04 Junho 2019
Quando o arcebispo Carlo Maria Viganò pediu ao Papa Francisco que renunciasse no verão passado por supostamente encobrir os crimes sexuais do ex-cardeal Theodore McCarrick, foi "como um terremoto para a Igreja".
O comentário é de Robert Mickens, publicada por La Croix International, 31-05-2019. A tradução é de Natália Froner dos Santos.
Foi assim que o Monsenhor Anthony Figueiredo, ex-funcionário do Vaticano e consultor de longa data da CBS News, descreveu o "testemunho" de Viganò, um dossiê de 11 páginas de acusações e insinuações dirigidas ao Papa e a quase uma dúzia de prelados do Vaticano.
Mons.
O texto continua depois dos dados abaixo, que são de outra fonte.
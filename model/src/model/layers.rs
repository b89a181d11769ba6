use ndarray::{
    Array, Array1, Array2, Array3, Array4, ArrayView, ArrayView2, ArrayView3, ArrayView4,
    ArrayViewD, ArrayViewMutD, Axis, Dimension, Zip,
};
use rand::Rng;
use rayon::prelude::*;

use crate::error::{CapsNetError, Result};
use crate::model::config::{conv_output_size, Activation};

/// Guards every division by a vector's own length.
pub const EPSILON: f32 = 1e-7;

/// Read-only view of a named parameter tensor.
pub struct Param<'a> {
    pub name: String,
    pub value: ArrayViewD<'a, f32>,
}

/// Mutable parameter together with its accumulated gradient.
pub struct ParamMut<'a> {
    pub name: String,
    pub value: ArrayViewMutD<'a, f32>,
    pub grad: ArrayViewD<'a, f32>,
}

/// Trait shared by every layer owning trainable weights.
pub trait Layer: Send + Sync {
    fn name(&self) -> &str;
    fn parameters(&self) -> Vec<Param<'_>>;
    fn parameters_mut(&mut self) -> Vec<ParamMut<'_>>;
    fn zero_grad(&mut self);

    fn num_parameters(&self) -> usize {
        self.parameters().iter().map(|p| p.value.len()).sum()
    }
}

/// 2D convolution (channels first) evaluated through im2col and a matrix product.
pub struct ConvLayer {
    name: String,
    pub weights: Array4<f32>,
    pub biases: Array1<f32>,
    pub stride: usize,
    pub padding: usize,
    pub activation: Activation,

    input_cache: Option<Array4<f32>>,
    pre_activation_cache: Option<Array4<f32>>,
    weight_grad: Array4<f32>,
    bias_grad: Array1<f32>,
}

impl ConvLayer {
    #[allow(clippy::too_many_arguments)]
    pub fn new<R: Rng>(
        name: &str,
        in_channels: usize,
        out_channels: usize,
        kernel_size: usize,
        stride: usize,
        padding: usize,
        activation: Activation,
        rng: &mut R,
    ) -> Self {
        // He uniform
        let scale = (2.0 / (in_channels * kernel_size * kernel_size) as f32).sqrt();
        let weights = Array4::from_shape_simple_fn(
            (out_channels, in_channels, kernel_size, kernel_size),
            || rng.random_range(-scale..scale),
        );
        let biases = Array1::zeros(out_channels);
        let weight_grad = Array4::zeros(weights.dim());
        let bias_grad = Array1::zeros(out_channels);

        Self {
            name: name.to_string(),
            weights,
            biases,
            stride,
            padding,
            activation,
            input_cache: None,
            pre_activation_cache: None,
            weight_grad,
            bias_grad,
        }
    }

    pub fn kernel_size(&self) -> usize {
        self.weights.dim().2
    }

    pub fn out_channels(&self) -> usize {
        self.weights.dim().0
    }

    pub fn output_dims(&self, height: usize, width: usize) -> Option<(usize, usize)> {
        let k = self.kernel_size();
        Some((
            conv_output_size(height, k, self.stride, self.padding)?,
            conv_output_size(width, k, self.stride, self.padding)?,
        ))
    }

    fn geometry(&self, input_dim: (usize, usize, usize, usize)) -> Result<ConvGeometry> {
        let (_, in_channels, height, width) = input_dim;
        let (out_channels, expected_channels, kernel, _) = self.weights.dim();
        if in_channels != expected_channels {
            return Err(CapsNetError::ShapeMismatch {
                name: format!("{}.input", self.name),
                expected: vec![expected_channels, height, width],
                found: vec![in_channels, height, width],
            });
        }
        let (out_height, out_width) = self.output_dims(height, width).ok_or_else(|| {
            CapsNetError::InvalidConfig(format!(
                "kernel {} does not fit {}x{} input of layer '{}'",
                kernel, height, width, self.name
            ))
        })?;
        Ok(ConvGeometry {
            in_channels,
            height,
            width,
            out_channels,
            kernel,
            stride: self.stride,
            padding: self.padding,
            out_height,
            out_width,
        })
    }

    pub fn forward(&mut self, input: &ArrayView4<f32>) -> Result<Array4<f32>> {
        let geo = self.geometry(input.dim())?;
        let kernel = self
            .weights
            .view()
            .into_shape_with_order((geo.out_channels, geo.patch_len()))?;
        let biases = &self.biases;

        let mut pre_activation =
            Array4::<f32>::zeros((input.dim().0, geo.out_channels, geo.out_height, geo.out_width));

        Zip::from(pre_activation.outer_iter_mut())
            .and(input.outer_iter())
            .par_for_each(|mut out, sample| {
                let cols = im2col(&sample, &geo);
                let product = kernel.dot(&cols);
                for ((oc, p), &v) in product.indexed_iter() {
                    out[[oc, p / geo.out_width, p % geo.out_width]] = v + biases[oc];
                }
            });

        let output = apply_activation(self.activation, &pre_activation);
        self.input_cache = Some(input.to_owned());
        self.pre_activation_cache = Some(pre_activation);
        Ok(output)
    }

    /// Accumulates weight gradients and returns the gradient w.r.t. the input.
    pub fn backward(&mut self, grad_output: &ArrayView4<f32>) -> Result<Array4<f32>> {
        let (input, pre_activation) = match (&self.input_cache, &self.pre_activation_cache) {
            (Some(input), Some(pre)) => (input, pre),
            _ => return Err(CapsNetError::NoForwardCache(self.name.clone())),
        };
        if grad_output.dim() != pre_activation.dim() {
            return Err(CapsNetError::ShapeMismatch {
                name: format!("{}.grad_output", self.name),
                expected: pre_activation.shape().to_vec(),
                found: grad_output.shape().to_vec(),
            });
        }

        let geo = self.geometry(input.dim())?;
        let grad = activation_derivative(self.activation, pre_activation) * grad_output;
        let kernel = self
            .weights
            .view()
            .into_shape_with_order((geo.out_channels, geo.patch_len()))?;

        let batch_size = input.dim().0;
        let per_sample: Vec<(Array2<f32>, Array1<f32>, Array3<f32>)> = (0..batch_size)
            .into_par_iter()
            .map(|b| {
                let sample = input.index_axis(Axis(0), b);
                let g = grad.index_axis(Axis(0), b);
                let positions = geo.out_height * geo.out_width;
                let g2 = Array2::from_shape_fn((geo.out_channels, positions), |(oc, p)| {
                    g[[oc, p / geo.out_width, p % geo.out_width]]
                });
                let cols = im2col(&sample, &geo);
                let weight_grad = g2.dot(&cols.t());
                let bias_grad = g2.sum_axis(Axis(1));
                let col_grad = kernel.t().dot(&g2);
                (weight_grad, bias_grad, col2im(&col_grad.view(), &geo))
            })
            .collect();

        let mut grad_input = Array4::zeros(input.dim());
        let mut weight_grad = self
            .weight_grad
            .view_mut()
            .into_shape_with_order((geo.out_channels, geo.patch_len()))?;
        for (b, (dw, db, dx)) in per_sample.into_iter().enumerate() {
            weight_grad += &dw;
            self.bias_grad += &db;
            grad_input.index_axis_mut(Axis(0), b).assign(&dx);
        }

        Ok(grad_input)
    }
}

impl Layer for ConvLayer {
    fn name(&self) -> &str {
        &self.name
    }

    fn parameters(&self) -> Vec<Param<'_>> {
        vec![
            Param {
                name: format!("{}.kernel", self.name),
                value: self.weights.view().into_dyn(),
            },
            Param {
                name: format!("{}.bias", self.name),
                value: self.biases.view().into_dyn(),
            },
        ]
    }

    fn parameters_mut(&mut self) -> Vec<ParamMut<'_>> {
        vec![
            ParamMut {
                name: format!("{}.kernel", self.name),
                value: self.weights.view_mut().into_dyn(),
                grad: self.weight_grad.view().into_dyn(),
            },
            ParamMut {
                name: format!("{}.bias", self.name),
                value: self.biases.view_mut().into_dyn(),
                grad: self.bias_grad.view().into_dyn(),
            },
        ]
    }

    fn zero_grad(&mut self) {
        self.weight_grad.fill(0.0);
        self.bias_grad.fill(0.0);
    }
}

#[derive(Debug, Clone, Copy)]
struct ConvGeometry {
    in_channels: usize,
    height: usize,
    width: usize,
    out_channels: usize,
    kernel: usize,
    stride: usize,
    padding: usize,
    out_height: usize,
    out_width: usize,
}

impl ConvGeometry {
    fn patch_len(&self) -> usize {
        self.in_channels * self.kernel * self.kernel
    }

    /// Input coordinate read by output row/column `o` at kernel offset `k`.
    fn source(&self, o: usize, k: usize, limit: usize) -> Option<usize> {
        (o * self.stride + k)
            .checked_sub(self.padding)
            .filter(|&i| i < limit)
    }
}

/// Unfolds one sample (C, H, W) into a (C*K*K, OH*OW) patch matrix; padded cells stay zero.
fn im2col(sample: &ArrayView3<f32>, geo: &ConvGeometry) -> Array2<f32> {
    let k = geo.kernel;
    let mut cols = Array2::zeros((geo.patch_len(), geo.out_height * geo.out_width));
    for c in 0..geo.in_channels {
        for kh in 0..k {
            for kw in 0..k {
                let row = (c * k + kh) * k + kw;
                for oh in 0..geo.out_height {
                    let Some(ih) = geo.source(oh, kh, geo.height) else {
                        continue;
                    };
                    for ow in 0..geo.out_width {
                        if let Some(iw) = geo.source(ow, kw, geo.width) {
                            cols[[row, oh * geo.out_width + ow]] = sample[[c, ih, iw]];
                        }
                    }
                }
            }
        }
    }
    cols
}

/// Adjoint of `im2col`: scatters patch gradients back onto the (C, H, W) input.
fn col2im(cols: &ArrayView2<f32>, geo: &ConvGeometry) -> Array3<f32> {
    let k = geo.kernel;
    let mut image = Array3::zeros((geo.in_channels, geo.height, geo.width));
    for c in 0..geo.in_channels {
        for kh in 0..k {
            for kw in 0..k {
                let row = (c * k + kh) * k + kw;
                for oh in 0..geo.out_height {
                    let Some(ih) = geo.source(oh, kh, geo.height) else {
                        continue;
                    };
                    for ow in 0..geo.out_width {
                        if let Some(iw) = geo.source(ow, kw, geo.width) {
                            image[[c, ih, iw]] += cols[[row, oh * geo.out_width + ow]];
                        }
                    }
                }
            }
        }
    }
    image
}

/// Fully connected layer on (batch, features) inputs.
pub struct DenseLayer {
    name: String,
    pub weights: Array2<f32>,
    pub biases: Array1<f32>,
    pub activation: Activation,

    input_cache: Option<Array2<f32>>,
    pre_activation_cache: Option<Array2<f32>>,
    weight_grad: Array2<f32>,
    bias_grad: Array1<f32>,
}

impl DenseLayer {
    pub fn new<R: Rng>(
        name: &str,
        inputs: usize,
        units: usize,
        activation: Activation,
        rng: &mut R,
    ) -> Self {
        // Glorot uniform
        let limit = (6.0 / (inputs + units) as f32).sqrt();
        let weights = Array2::from_shape_simple_fn((inputs, units), || rng.random_range(-limit..limit));

        Self {
            name: name.to_string(),
            weights,
            biases: Array1::zeros(units),
            activation,
            input_cache: None,
            pre_activation_cache: None,
            weight_grad: Array2::zeros((inputs, units)),
            bias_grad: Array1::zeros(units),
        }
    }

    pub fn units(&self) -> usize {
        self.weights.ncols()
    }

    pub fn forward(&mut self, input: &ArrayView2<f32>) -> Result<Array2<f32>> {
        if input.ncols() != self.weights.nrows() {
            return Err(CapsNetError::ShapeMismatch {
                name: format!("{}.input", self.name),
                expected: vec![input.nrows(), self.weights.nrows()],
                found: input.shape().to_vec(),
            });
        }
        let pre_activation: Array2<f32> = input.dot(&self.weights) + &self.biases;
        let output = apply_activation(self.activation, &pre_activation);
        self.input_cache = Some(input.to_owned());
        self.pre_activation_cache = Some(pre_activation);
        Ok(output)
    }

    pub fn backward(&mut self, grad_output: &ArrayView2<f32>) -> Result<Array2<f32>> {
        let (input, pre_activation) = match (&self.input_cache, &self.pre_activation_cache) {
            (Some(input), Some(pre)) => (input, pre),
            _ => return Err(CapsNetError::NoForwardCache(self.name.clone())),
        };
        if grad_output.dim() != pre_activation.dim() {
            return Err(CapsNetError::ShapeMismatch {
                name: format!("{}.grad_output", self.name),
                expected: pre_activation.shape().to_vec(),
                found: grad_output.shape().to_vec(),
            });
        }

        let grad = activation_derivative(self.activation, pre_activation) * grad_output;
        self.weight_grad += &input.t().dot(&grad);
        self.bias_grad += &grad.sum_axis(Axis(0));
        Ok(grad.dot(&self.weights.t()))
    }
}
Figueiredo, um padre da Arquidiocese de Newark (Nova Jersey) que vive em Roma desde 2006, imediatamente defendeu a credibilidade de Viganò.
"Eu o conheço pessoalmente", disse ele à CBS. "Eu o conheço como um homem de grande integridade, essencialmente honesto. Ele trabalhou para três papas diferentes e foi enviado para uma posição no Vaticano, uma posição diplomática tão grande quanto os Estados Unidos, o que significa que ele é um homem de confiança."
O muito brilhante e articulado padre de Newark defendeu Viganò em 27 de agosto de 2018, apenas um dia depois que o ex-núncio papal acompanhou cuidadosamente o LifeSite News e o National Catholic Register para que publicassem suas 11 páginas de acusações.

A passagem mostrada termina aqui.